Un’ora dopo Duccio e Stéphane erano in auto, insieme a tre colleghe di Corinne a cui avevano chiesto di accompagnarli a casa della vittima. Il medico, sintetico e analitico per natura, cercò di fare un piccolo riassunto della situazione, stabilendo il record di riuscirci mettendo tutto in un’unica frase. “La ragazza è morta giusto la sera in cui l’amica, il cui fratello è innamorato di lei, le presta il suo secondo abito di scena.” Duccio era silenzioso e guardava davanti a sé, stretto dentro la giacca scura del suo completo. Sorrise per un attimo di fronte alle capacità di sintesi dell’amico, ma ripensando al contenuto di quell’unica e stringata frase, tornò subito serio. Stéphane aggiunse: “Lo so che Pauline ti fa tenerezza, mon amì, ma devi ammettere che tutto torna: la ragazza ha vendicato suo fratello deluso in amore.” “Senti, amico cardiologo: io mi metterei mai a opera’ qualcheduno a cuore aperto?” “Spero di no!” “Ecco. E tu ‘un ti mette’ a fa’ i’ poliziotto.” Le tre ragazze dietro di loro si misero a ridere e gran parte della tensione se ne andò. “Hai ragione a di’ che tutto torna, ma forse anche un po’ troppo. ‘Un trovi?” La polizia che si stava occupando dell’assassinio di Corinne Dupont era stata così pressappochista che non si era data neanche data la briga di andare a casa della vittima; ma, siccome si erano portati via i suoi effetti personali, comprese le sue chiavi di casa, i due uomini si erano portati appresso le tre ragazze, perché con la loro presenza facessero leva sul buon cuore del portiere dello stabile in cui Corinne Dupont aveva vissuto fino a poche ore prima. L’uomo anziano si intenerì di fronte all’unica ragazza delle tre che si decise a seguirli fin dentro lo stabile e un paio di minuto dopo, Duccio, Stéphane e Lucille entrarono in un monolocale che sembrava una dependance del camerino in cui si cambiava Corinne prima di fare lo spettacolo.
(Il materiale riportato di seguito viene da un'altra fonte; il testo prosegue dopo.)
fn compare_numbers(op: Operator, a: f64, b: f64) -> bool {
    match a.partial_cmp(&b) {
        None => op == Operator::NotEq,
        Some(ordering) => match op {
            Operator::Eq => ordering == Ordering::Equal,
            Operator::NotEq => ordering != Ordering::Equal,
            Operator::Lt => ordering == Ordering::Less,
            Operator::LtEq => ordering != Ordering::Greater,
            Operator::Gt => ordering == Ordering::Greater,
            Operator::GtEq => ordering != Ordering::Less,
            _ => false,
        },
    }
}

fn parse_number(text: &str) -> f64 {
    let trimmed = text.trim();
    let valid = !trimmed.is_empty()
        && trimmed
            .chars()
            .enumerate()
            .all(|(i, c)| c.is_ascii_digit() || c == '.' || (i == 0 && c == '-'));
    if valid {
        trimmed.parse().unwrap_or(f64::NAN)
    } else {
        f64::NAN
    }
}

fn format_number(n: f64) -> String {
    if n.is_nan() {
        "NaN".to_string()
    } else if n.is_infinite() {
        let text = if n > 0.0 { "Infinity" } else { "-Infinity" };
        text.to_string()
    } else if n == n.trunc() && n.abs() < 1e15 {
        format!("{}", n as i64)
    } else {
        n.to_string()
    }
}

/// XPath substring with 1-based, rounded positions.
fn substring(text: &str, start: f64, length: Option<f64>) -> String {
    let first = start.round();
    let last = match length {
        Some(length) => first + length.round(),
        None => f64::INFINITY,
    };
    text.chars()
        .enumerate()
        .filter(|(i, _)| {
            let position = (*i + 1) as f64;
            position >= first && position < last
        })
        .map(|(_, c)| c)
        .collect()
}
Il bagno era invaso da abiti multicolori, al punto di sembrare uno spogliatoio. Si
salvava solo cabina doccia, che non era stata trasformata in una cabina armadio solo per la necessità di doversi lavare. File e file di scarpe rigorosamente col tacco, erano messe ordinatamente in una scarpiera composta da semplici assi pitturate a mano con piccole decorazioni floreali qua e là. Lucille, accanto a lui, aveva seguito il suo sguardo e aggiunse: “Questi fiori li ha dipinti lei.” Nel vedere quelle piccole espressioni di sé, che la ragazza si era lasciata alle spalle, una stretta al cuore trafisse Duccio con una fitta e i suoi occhi si iniettarono di rosso per la rabbia. Anche Stéphane, in piedi accanto a lui, non rimase immune a quel momento di intensi sentimenti negativi. Serrò i pugni e uno se lo portò davanti alla bocca come per frenare delle urla che gli sarebbero uscite se solo se lo fosse ancora potuto permettere. Ma era troppo adulto per urlare, troppo medico per commuoversi e abbastanza uomo da provare una furia cieca. Quella fila di scarpe femminili e sensuali erano un inno alla vita ed ora erano lì come un elenco di punti interrogativi. Il bianco del cotone schiacciato in fondo a ciascuna di esse lo guardava, sfidandolo a capire il perché lui ci fosse; lì, dentro ogni singolo paio di scarpe presenti in quella stanza. Tutte le scarpe, di una normalissima misura trentanove, erano state troppo lunghe per la loro ex proprietaria. Se la ragazza avesse avuto un piedino da bambolina, ad esempio un numero trentacinque, sarebbe stato chiaro che, facendo fatica a trovare delle scarpe del proprio numero, si fosse ingegnata per farsi andare bene quelle di un numero più facile da trovare. Ma non era il suo caso perché quelle erano un numero trentanove e a trovarle del trentotto non c’erano problemi. E poi: proprio tutte? In preda all’eccitazione di aver intuito la soluzione di quel mistero, Duccio cominciò a cercare, tra i vestiti presenti, dei pantaloni. Come li trovò ebbe la sua conferma. Stéphane, che per non stare con le mani in mano si era messo a guardare nei cassetti della scrivania, richiamò la sua attenzione e gli indicò un minuscolo involucro di carta che conteneva della cocaina. I due si guardarono e decisero di non parlarne a Lucille.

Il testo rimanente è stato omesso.